|Pepperman Jr, Armand|
Submitted to: Sugar Industry Technologists Meeting
Publication Type: Proceedings
Publication Acceptance Date: 9/1/1997
Publication Date: N/A
Citation: N/A Interpretive Summary: Millions of dollars are lost each year in the sugar industry due to chemical losses of sucrose in sugar manufacturing and refining. Such losses are difficult to measure, and the most accurate way to determine sucrose loss would be to measure the formation of a stable degradation product, that is a marker compound. Oligosaccharides, which are small chains of sugars, are formed in the breakdown of sucrose under acid and alkaline conditions, and have strong potential as possible stable markers. Ion chromatography, was used to separate oligosaccharides (with up to 12 sugar building blocks) in juices and concentrated sugar liquors found across three different industrial processes: (1) a cane sugar refinery's TALOTM clarification process, (2) a cane sugar factory's lime clarification process and (3) a sugarbeet factory's evaporation process. These oligosaccharides were compared to degradation products in industrial simulated model solutions. Numerous potential markers were identified across the sugar refinery TALOTM-clarification process, because acid degradation reactions prevailed there. In contrast, fewer oligosaccharide markers were identified in the sugarbeet evaporation process, where alkaline degradation reactions prevailed. Oligosaccharide formation in the cane sugar factory's lime clarification process was shown to be considerably higher in cane juice that had deteriorated due to freezing then warm weather conditions. Ion chromatography is, therefore, very useful to sugar industry technicians and researchers, to identify problems in process conditions and processed raw materials.

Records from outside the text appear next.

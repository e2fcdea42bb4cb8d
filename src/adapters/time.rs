//! Monotonic clock adapter.
//!
//! - **`target_os = "espidf"`**: wraps `esp_timer_get_time()` from the
//!   ESP-IDF high-resolution timer (microsecond precision, monotonic,
//!   counts from boot).
//! - **`not(target_os = "espidf")`**: uses `std::time::Instant` from
//!   construction for host-side testing and simulation.

use crate::app::ports::Clock;

pub struct MonotonicClock {
    #[cfg(not(target_os = "espidf"))]
    start: std::time::Instant,
}

impl Default for MonotonicClock {
    fn default() -> Self {
        Self::new()
    }
}

impl MonotonicClock {
    pub fn new() -> Self {
        Self {
            #[cfg(not(target_os = "espidf"))]
            start: std::time::Instant::now(),
        }
    }

    /// Microseconds since boot.
    #[cfg(target_os = "espidf")]
    pub fn uptime_us(&self) -> u64 {
        (unsafe { esp_idf_svc::sys::esp_timer_get_time() }) as u64
    }

    /// Microseconds since construction (simulation).
    #[cfg(not(target_os = "espidf"))]
    pub fn uptime_us(&self) -> u64 {
        self.start.elapsed().as_micros() as u64
    }
}

impl Clock for MonotonicClock {
    fn now_ms(&self) -> u64 {
        self.uptime_us() / 1000
    }
}
//! Periodic task loops.
//!
//! ```text
//! ┌──────────────────────────────┐   ┌──────────────────────────────┐
//! │ scan task (scan_interval)    │   │ render task (frame_interval) │
//! │                              │   │                              │
//! │  TagScanner::step ──────────────▶│  FeedbackController::sync    │
//! │   (FeedbackHandle)           │   │  FeedbackController::tick    │
//! │  Ticker::next().await        │   │  Ticker::next().await        │
//! └──────────────────────────────┘   └──────────────────────────────┘
//! ```
//!
//! Both loops run forever.  Timing is deadline-based: a late frame does not
//! push every later frame back, and a stall longer than one interval skips
//! the missed ticks instead of bursting to catch up.

use core::time::Duration;
use std::time::Instant;

use embedded_hal::delay::DelayNs;
use log::info;

use crate::app::ports::{
    AccessPolicy, AudioPort, Clock, EventLog, EventSink, FeedbackPort, LightPort, ReaderPort,
};
use crate::feedback::{FeedbackController, FeedbackHandle};
use crate::scanner::TagScanner;

/// Fixed-interval tick source on the `async-io-mini` reactor.
pub struct Ticker {
    interval: Duration,
    deadline: Instant,
}

impl Ticker {
    /// First tick fires one `interval` from now.
    pub fn every(interval: Duration) -> Self {
        Self {
            interval,
            deadline: Instant::now() + interval,
        }
    }

    pub fn interval(&self) -> Duration {
        self.interval
    }

    /// Wait for the next deadline.
    pub async fn next(&mut self) {
        let now = Instant::now();
        if self.deadline > now {
            async_io_mini::Timer::after(self.deadline - now).await;
        }
        self.deadline = next_deadline(self.deadline, Instant::now(), self.interval);
    }
}

/// Following deadline after `deadline` fired at `now`.
fn next_deadline(deadline: Instant, now: Instant, interval: Duration) -> Instant {
    let next = deadline + interval;
    if next <= now { now + interval } else { next }
}

/// Drive `scanner` every `interval`, forever.
pub async fn run_scan_loop<R, L, P, D, C, F, S>(
    scanner: &mut TagScanner<R, L, P>,
    delay: &mut D,
    clock: &C,
    feedback: &F,
    sink: &mut S,
    interval: Duration,
) where
    R: ReaderPort,
    L: EventLog,
    P: AccessPolicy,
    D: DelayNs,
    C: Clock,
    F: FeedbackPort,
    S: EventSink,
{
    info!("Scan loop started ({}ms)", interval.as_millis());
    let mut ticker = Ticker::every(interval);
    loop {
        scanner.step(delay, clock, feedback, sink);
        ticker.next().await;
    }
}

/// Pull commands from `handle` and render one frame every `interval`, forever.
pub async fn run_render_loop<L: LightPort, A: AudioPort>(
    controller: &mut FeedbackController<L, A>,
    handle: &FeedbackHandle,
    interval: Duration,
) {
    info!("Render loop started ({}ms)", interval.as_millis());
    let mut ticker = Ticker::every(interval);
    loop {
        controller.sync(handle);
        controller.tick();
        ticker.next().await;
    }
}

Technical Abstract: The most accurate determination of sucrose loss in sugar manufacturing and refining would be to analyse for a stable degradation product, that is a marker compound. Oligosaccharides are formed in the breakdown of sucrose under acid and alkaline conditions, and have strong potential as possible stable markers. Ion chromatography, using a strong sodium acetate/sodium hydroxide gradient method, was used to separate oligosaccharides (with up to 12 monosaccharide units or degrees of polymerizaiton) in juices and concentrated sugar liquors found in the sugar industry. Potential oligosaccharide degradation product markers, formed across a cane sugar refinery's TALO(TM)-clarificaiton process, a cane sugar factory's lime clarificaiton process and a sugarbeet factory's evaporation process are reported and discussed, and compared to degradation products in model study solutions. The model study sucrose degradation reactions were undertaken under simulated industrial conditions (65 deg Brix; constant pH 5.45-9.25; N2; 100 deg C).